WORK TO COMPLETE:
Across the entries below, how many lines contain the word "builder"? Give the number alone.

━━━━━ SUPPLIED RECORDS ━━━━━

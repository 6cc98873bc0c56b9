//! Property-based tests for the plan search and ranking invariants.
//!
//! These tests verify that:
//! - every enumerated plan hits the target exactly with distinct members
//! - violation counts agree with the completed set
//! - ranking is monotonic, bounded, and idempotent

use std::collections::BTreeSet;

use course_planner::planning::{
    CompletedSet, Course, CourseCode, Difficulty, PlanEnumerator, PlanRanker, Preference,
    Prerequisites, SearchLimits,
};
use proptest::prelude::*;

fn arb_difficulty() -> impl Strategy<Value = Difficulty> {
    prop_oneof![
        Just(Difficulty::Easy),
        Just(Difficulty::Balanced),
        Just(Difficulty::Challenging),
    ]
}

fn arb_preference() -> impl Strategy<Value = Preference> {
    prop_oneof![
        Just(Preference::Easy),
        Just(Preference::Balanced),
        Just(Preference::Challenging),
    ]
}

/// Up to nine courses with 1-5 credits; some require an earlier course.
fn arb_courses() -> impl Strategy<Value = Vec<Course>> {
    prop::collection::vec((1u32..=5, arb_difficulty(), prop::option::of(0usize..9)), 1..9)
        .prop_map(|specs| {
            specs
                .into_iter()
                .enumerate()
                .map(|(index, (credits, difficulty, requires))| {
                    let prerequisites = match requires {
                        Some(other) if other != index => {
                            Prerequisites::from_codes([format!("K{other}")])
                        }
                        _ => Prerequisites::none(),
                    };
                    Course {
                        code: CourseCode::new(format!("K{index}")),
                        name: format!("Course {index}"),
                        description: String::new(),
                        credits,
                        difficulty,
                        prerequisites,
                    }
                })
                .collect()
        })
}

fn arb_completed() -> impl Strategy<Value = CompletedSet> {
    prop::collection::btree_set(0usize..9, 0..4)
        .prop_map(|indexes| indexes.into_iter().map(|i| format!("K{i}")).collect())
}

fn limits() -> SearchLimits {
    SearchLimits {
        max_subsets_explored: Some(50_000),
        ..SearchLimits::default()
    }
}

proptest! {
    #[test]
    fn enumerated_plans_are_exact_and_consistent(
        courses in arb_courses(),
        completed in arb_completed(),
        target in 1u32..=15,
    ) {
        let plans = PlanEnumerator::new(limits()).enumerate(&courses, target, 1, 24, &completed);

        for plan in &plans {
            let sum: u32 = plan.courses().iter().map(|c| c.credits).sum();
            prop_assert_eq!(sum, target);
            prop_assert_eq!(plan.total_credits(), target);

            let codes: BTreeSet<_> = plan.codes().into_iter().collect();
            prop_assert_eq!(codes.len(), plan.len());

            let unmet = plan
                .courses()
                .iter()
                .filter(|c| c.prerequisites.codes().iter().any(|p| !completed.contains(p)))
                .count();
            prop_assert_eq!(plan.violation_count(), unmet);
            prop_assert_eq!(plan.all_prerequisites_met(), unmet == 0);
        }

        let keys: Vec<_> = plans
            .iter()
            .map(|plan| (!plan.all_prerequisites_met(), plan.violation_count()))
            .collect();
        let mut sorted = keys.clone();
        sorted.sort();
        prop_assert_eq!(keys, sorted);
    }

    #[test]
    fn ranking_is_monotonic_bounded_and_idempotent(
        courses in arb_courses(),
        completed in arb_completed(),
        target in 1u32..=15,
        preference in arb_preference(),
        limit in 1usize..=8,
    ) {
        let plans = PlanEnumerator::new(limits()).enumerate(&courses, target, 1, 24, &completed);
        let ranker = PlanRanker::default();

        let first = ranker.rank_scored(plans.clone(), preference, target, limit);
        let second = ranker.rank_scored(plans.clone(), preference, target, limit);

        prop_assert!(first.len() <= limit);
        prop_assert_eq!(first.len(), plans.len().min(limit));
        prop_assert!(first.windows(2).all(|pair| pair[0].fitness >= pair[1].fitness));
        prop_assert_eq!(first, second);
    }
}
use crate::config::{LogFormat, TelemetryConfig};
use tracing_subscriber::filter::ParseError;
use tracing_subscriber::EnvFilter;

#[derive(Debug, thiserror::Error)]
pub enum TelemetryError {
    #[error("invalid log level/filter '{value}': unable to build EnvFilter")]
    EnvFilter { value: String, source: ParseError },
    #[error("telemetry error: {0}")]
    Subscriber(Box<dyn std::error::Error + Send + Sync>),
}

/// Install the global subscriber. `RUST_LOG` wins over the configured level.
pub fn init(config: &TelemetryConfig) -> Result<(), TelemetryError> {
    let env_filter = match EnvFilter::try_from_default_env() {
        Ok(filter) => filter,
        Err(_) => {
            EnvFilter::try_new(&config.log_level).map_err(|source| TelemetryError::EnvFilter {
                value: config.log_level.clone(),
                source,
            })?
        }
    };

    let builder = tracing_subscriber::fmt()
        .with_env_filter(env_filter)
        .with_target(false)
        .with_ansi(false);

    match config.log_format {
        LogFormat::Compact => builder.compact().try_init(),
        LogFormat::Json => builder.json().try_init(),
    }
    .map_err(TelemetryError::Subscriber)
}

━━━━━

OUTPUT OF THE TASK:
3